#### [Activity]
Among the entries below, count each line holding the word "position". Write only the number.

(Records drawn from a dataset)
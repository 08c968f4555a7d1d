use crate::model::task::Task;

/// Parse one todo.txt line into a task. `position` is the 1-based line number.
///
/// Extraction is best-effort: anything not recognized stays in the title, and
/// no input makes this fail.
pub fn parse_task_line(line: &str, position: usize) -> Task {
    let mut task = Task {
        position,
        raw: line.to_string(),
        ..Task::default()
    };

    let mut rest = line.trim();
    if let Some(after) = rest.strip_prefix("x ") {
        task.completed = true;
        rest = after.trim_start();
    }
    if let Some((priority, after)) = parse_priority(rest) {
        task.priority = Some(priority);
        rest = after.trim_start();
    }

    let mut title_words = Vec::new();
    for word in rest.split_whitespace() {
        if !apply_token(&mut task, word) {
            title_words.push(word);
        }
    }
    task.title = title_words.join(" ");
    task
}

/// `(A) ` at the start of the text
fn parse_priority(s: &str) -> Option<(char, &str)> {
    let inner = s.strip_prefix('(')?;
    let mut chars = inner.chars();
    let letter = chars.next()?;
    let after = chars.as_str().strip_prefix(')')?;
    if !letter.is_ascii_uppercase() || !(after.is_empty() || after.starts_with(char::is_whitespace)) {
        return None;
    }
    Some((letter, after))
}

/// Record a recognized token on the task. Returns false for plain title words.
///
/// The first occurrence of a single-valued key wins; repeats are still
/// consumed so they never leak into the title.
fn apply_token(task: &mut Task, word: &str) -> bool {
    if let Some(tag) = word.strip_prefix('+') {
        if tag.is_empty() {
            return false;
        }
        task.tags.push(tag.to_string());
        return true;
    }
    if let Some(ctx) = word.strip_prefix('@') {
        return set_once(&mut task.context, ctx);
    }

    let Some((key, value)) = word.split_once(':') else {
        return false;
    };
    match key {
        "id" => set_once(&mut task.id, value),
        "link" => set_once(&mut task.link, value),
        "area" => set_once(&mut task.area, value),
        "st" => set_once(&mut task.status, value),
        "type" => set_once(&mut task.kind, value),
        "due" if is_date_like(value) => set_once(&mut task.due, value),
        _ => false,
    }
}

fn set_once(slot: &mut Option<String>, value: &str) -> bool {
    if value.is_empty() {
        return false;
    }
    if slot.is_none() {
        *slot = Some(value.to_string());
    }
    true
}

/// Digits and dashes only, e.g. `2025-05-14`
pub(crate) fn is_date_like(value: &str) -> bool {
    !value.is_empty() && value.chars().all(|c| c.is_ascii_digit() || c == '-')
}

--

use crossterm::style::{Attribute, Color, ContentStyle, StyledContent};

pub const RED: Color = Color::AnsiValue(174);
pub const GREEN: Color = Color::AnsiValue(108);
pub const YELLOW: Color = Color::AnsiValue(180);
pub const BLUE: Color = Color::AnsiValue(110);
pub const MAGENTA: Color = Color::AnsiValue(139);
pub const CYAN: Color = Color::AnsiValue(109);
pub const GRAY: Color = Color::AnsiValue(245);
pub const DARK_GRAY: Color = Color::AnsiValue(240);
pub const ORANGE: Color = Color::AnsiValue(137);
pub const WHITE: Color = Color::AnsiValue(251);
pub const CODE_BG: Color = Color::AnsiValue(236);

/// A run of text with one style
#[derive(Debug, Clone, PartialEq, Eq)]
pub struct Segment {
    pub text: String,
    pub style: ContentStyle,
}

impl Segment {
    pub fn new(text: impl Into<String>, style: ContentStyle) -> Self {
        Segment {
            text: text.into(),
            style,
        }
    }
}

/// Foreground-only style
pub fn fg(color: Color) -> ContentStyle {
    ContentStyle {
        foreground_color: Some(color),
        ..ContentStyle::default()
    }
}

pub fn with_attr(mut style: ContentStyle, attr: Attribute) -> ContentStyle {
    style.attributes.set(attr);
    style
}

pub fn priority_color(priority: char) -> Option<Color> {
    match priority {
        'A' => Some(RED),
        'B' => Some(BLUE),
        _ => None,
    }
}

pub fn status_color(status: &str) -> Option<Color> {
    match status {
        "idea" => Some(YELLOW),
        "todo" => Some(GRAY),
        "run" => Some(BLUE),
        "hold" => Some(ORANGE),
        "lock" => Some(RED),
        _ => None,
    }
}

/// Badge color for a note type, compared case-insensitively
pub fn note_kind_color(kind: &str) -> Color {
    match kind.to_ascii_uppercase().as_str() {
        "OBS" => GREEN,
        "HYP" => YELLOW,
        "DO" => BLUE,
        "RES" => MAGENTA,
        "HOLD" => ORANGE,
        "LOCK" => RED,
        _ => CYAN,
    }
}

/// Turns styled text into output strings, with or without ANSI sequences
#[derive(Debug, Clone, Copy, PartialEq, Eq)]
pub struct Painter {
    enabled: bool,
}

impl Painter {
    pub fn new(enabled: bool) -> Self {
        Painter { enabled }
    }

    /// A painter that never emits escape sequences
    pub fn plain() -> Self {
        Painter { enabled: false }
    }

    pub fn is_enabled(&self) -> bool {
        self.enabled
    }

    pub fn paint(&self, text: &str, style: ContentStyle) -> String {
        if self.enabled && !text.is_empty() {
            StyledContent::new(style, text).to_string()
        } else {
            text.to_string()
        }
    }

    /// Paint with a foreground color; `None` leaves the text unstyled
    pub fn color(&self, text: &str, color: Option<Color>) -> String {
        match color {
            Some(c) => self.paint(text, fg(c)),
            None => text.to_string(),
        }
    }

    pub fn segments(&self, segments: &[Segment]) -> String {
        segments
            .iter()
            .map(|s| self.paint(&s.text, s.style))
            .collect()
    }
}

#### [Expected output]
3